▶ [Task to complete] Go through the records below and copy out every line that contains the word "pools".

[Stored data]
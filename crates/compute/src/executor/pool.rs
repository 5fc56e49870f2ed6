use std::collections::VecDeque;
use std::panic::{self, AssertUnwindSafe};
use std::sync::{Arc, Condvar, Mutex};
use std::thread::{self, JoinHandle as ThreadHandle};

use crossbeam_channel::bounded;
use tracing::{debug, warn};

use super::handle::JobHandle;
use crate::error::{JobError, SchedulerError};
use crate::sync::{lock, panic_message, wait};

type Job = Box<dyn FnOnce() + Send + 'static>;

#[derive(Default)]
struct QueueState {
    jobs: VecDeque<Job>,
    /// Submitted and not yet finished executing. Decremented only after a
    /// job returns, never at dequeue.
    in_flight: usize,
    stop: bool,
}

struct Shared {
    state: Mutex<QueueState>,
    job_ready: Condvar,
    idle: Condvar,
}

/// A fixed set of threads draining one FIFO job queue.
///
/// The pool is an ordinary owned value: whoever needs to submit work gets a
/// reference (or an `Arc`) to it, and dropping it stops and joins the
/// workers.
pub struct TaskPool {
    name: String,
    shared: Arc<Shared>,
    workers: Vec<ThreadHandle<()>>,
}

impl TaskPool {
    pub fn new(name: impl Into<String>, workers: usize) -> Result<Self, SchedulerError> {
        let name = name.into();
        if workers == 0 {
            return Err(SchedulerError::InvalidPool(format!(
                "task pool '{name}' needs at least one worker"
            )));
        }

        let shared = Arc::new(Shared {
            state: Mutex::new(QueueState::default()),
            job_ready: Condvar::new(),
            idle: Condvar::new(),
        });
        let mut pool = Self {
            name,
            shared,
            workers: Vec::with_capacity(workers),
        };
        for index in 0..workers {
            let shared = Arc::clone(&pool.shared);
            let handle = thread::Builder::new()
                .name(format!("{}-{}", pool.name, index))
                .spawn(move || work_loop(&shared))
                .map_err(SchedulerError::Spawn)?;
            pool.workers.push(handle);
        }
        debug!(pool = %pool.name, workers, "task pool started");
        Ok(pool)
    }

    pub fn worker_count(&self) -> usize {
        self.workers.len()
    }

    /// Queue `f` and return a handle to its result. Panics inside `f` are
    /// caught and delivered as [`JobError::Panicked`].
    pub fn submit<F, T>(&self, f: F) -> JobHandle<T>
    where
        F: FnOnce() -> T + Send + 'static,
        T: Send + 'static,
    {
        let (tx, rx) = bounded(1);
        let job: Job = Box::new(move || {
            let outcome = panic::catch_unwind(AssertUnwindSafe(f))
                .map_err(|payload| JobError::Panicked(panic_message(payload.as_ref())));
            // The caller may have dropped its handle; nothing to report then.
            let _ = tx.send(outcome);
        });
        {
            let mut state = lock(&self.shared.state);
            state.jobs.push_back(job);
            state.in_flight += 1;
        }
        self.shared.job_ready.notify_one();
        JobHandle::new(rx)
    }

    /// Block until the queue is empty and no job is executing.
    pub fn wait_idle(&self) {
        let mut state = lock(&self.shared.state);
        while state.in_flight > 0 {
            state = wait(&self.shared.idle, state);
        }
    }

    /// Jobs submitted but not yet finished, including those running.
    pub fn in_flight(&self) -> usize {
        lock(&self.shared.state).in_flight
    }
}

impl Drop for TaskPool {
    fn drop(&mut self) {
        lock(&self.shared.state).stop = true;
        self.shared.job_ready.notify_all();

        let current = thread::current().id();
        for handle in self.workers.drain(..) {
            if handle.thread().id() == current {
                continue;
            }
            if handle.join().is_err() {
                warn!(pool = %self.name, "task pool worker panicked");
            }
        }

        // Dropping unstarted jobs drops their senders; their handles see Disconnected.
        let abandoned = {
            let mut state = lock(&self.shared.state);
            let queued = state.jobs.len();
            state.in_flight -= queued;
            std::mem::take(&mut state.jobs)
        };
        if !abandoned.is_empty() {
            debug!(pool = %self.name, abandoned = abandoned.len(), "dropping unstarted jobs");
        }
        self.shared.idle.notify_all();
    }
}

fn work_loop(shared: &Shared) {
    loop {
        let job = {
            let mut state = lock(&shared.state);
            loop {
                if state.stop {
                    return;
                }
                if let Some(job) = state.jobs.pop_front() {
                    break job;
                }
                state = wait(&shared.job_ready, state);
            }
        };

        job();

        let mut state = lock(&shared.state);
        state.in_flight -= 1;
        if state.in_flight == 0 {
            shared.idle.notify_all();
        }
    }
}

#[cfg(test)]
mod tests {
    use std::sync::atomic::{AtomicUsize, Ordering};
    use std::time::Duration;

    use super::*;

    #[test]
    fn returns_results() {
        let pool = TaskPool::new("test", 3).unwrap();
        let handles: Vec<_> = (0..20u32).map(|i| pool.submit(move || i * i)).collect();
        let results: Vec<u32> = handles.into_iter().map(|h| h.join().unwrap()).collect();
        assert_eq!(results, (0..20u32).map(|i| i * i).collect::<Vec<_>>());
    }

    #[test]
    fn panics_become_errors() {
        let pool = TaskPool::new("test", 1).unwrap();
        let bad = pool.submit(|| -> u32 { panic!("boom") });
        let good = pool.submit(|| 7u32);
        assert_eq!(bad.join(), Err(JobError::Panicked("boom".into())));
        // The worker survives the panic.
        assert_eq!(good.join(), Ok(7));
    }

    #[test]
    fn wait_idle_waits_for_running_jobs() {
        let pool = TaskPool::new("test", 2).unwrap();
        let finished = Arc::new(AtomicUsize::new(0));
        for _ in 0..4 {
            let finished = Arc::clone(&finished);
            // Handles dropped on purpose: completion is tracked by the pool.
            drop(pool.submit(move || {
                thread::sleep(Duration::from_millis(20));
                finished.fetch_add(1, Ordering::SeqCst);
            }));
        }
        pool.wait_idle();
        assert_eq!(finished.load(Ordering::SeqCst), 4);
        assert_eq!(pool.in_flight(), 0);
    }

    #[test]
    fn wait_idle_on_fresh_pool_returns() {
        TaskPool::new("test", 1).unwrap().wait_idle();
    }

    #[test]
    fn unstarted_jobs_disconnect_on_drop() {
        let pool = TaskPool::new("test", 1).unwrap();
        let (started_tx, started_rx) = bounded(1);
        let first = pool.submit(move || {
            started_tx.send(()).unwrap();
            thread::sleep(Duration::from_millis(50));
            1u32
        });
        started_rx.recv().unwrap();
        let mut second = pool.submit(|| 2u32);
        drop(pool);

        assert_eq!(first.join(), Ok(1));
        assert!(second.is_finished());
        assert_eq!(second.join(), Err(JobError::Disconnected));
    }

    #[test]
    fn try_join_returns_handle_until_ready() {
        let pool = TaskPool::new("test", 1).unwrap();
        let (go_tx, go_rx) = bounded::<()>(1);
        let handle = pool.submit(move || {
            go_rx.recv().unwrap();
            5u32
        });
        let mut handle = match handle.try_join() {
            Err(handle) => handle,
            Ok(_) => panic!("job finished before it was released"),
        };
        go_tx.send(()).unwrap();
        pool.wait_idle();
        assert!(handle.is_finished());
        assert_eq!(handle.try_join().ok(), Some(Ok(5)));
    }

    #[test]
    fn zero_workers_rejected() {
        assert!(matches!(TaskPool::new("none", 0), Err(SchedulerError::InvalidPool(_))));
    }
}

...

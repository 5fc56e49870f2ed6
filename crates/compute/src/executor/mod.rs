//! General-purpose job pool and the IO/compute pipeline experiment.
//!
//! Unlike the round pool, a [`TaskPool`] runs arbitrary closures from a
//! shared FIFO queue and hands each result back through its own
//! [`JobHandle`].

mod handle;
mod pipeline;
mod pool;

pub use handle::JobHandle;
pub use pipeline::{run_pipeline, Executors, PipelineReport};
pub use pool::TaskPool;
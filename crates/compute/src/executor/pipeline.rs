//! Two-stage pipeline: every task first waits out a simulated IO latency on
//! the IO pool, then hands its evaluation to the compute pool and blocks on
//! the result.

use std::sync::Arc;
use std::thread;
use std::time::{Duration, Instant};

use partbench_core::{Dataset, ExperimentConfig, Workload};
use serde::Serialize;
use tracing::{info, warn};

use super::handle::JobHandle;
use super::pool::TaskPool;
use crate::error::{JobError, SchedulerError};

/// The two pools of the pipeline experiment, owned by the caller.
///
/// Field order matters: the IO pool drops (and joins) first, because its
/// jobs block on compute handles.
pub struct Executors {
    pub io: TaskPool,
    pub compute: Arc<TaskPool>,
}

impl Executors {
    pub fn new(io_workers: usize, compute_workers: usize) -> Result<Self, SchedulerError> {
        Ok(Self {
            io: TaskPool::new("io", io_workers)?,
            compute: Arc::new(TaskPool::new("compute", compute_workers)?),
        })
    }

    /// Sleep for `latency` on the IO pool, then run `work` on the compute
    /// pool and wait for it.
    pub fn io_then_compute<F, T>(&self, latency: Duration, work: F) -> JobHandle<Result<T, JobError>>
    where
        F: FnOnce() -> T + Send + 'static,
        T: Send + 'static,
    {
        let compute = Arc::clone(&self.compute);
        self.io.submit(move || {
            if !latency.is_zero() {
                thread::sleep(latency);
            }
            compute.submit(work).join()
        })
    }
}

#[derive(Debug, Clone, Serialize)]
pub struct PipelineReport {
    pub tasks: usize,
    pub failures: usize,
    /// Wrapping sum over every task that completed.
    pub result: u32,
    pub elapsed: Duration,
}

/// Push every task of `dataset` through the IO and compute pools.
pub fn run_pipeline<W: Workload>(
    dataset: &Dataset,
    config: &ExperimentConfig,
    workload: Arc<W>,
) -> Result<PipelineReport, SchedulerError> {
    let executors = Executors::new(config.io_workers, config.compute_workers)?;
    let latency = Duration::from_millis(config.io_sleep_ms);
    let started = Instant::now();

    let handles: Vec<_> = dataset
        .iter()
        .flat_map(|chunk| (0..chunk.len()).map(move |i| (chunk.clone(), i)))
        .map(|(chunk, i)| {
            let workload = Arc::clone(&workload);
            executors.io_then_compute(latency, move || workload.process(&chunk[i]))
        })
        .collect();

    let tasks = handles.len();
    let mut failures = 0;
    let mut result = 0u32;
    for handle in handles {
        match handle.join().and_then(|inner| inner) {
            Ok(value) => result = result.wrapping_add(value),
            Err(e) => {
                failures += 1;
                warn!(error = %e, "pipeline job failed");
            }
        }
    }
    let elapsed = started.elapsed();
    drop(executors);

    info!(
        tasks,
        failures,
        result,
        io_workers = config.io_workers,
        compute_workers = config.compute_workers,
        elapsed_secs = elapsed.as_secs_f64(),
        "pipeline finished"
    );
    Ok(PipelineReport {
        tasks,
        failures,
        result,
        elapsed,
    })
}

▶ [The completed task]
/// The two pools of the pipeline experiment, owned by the caller.
/// Push every task of `dataset` through the IO and compute pools.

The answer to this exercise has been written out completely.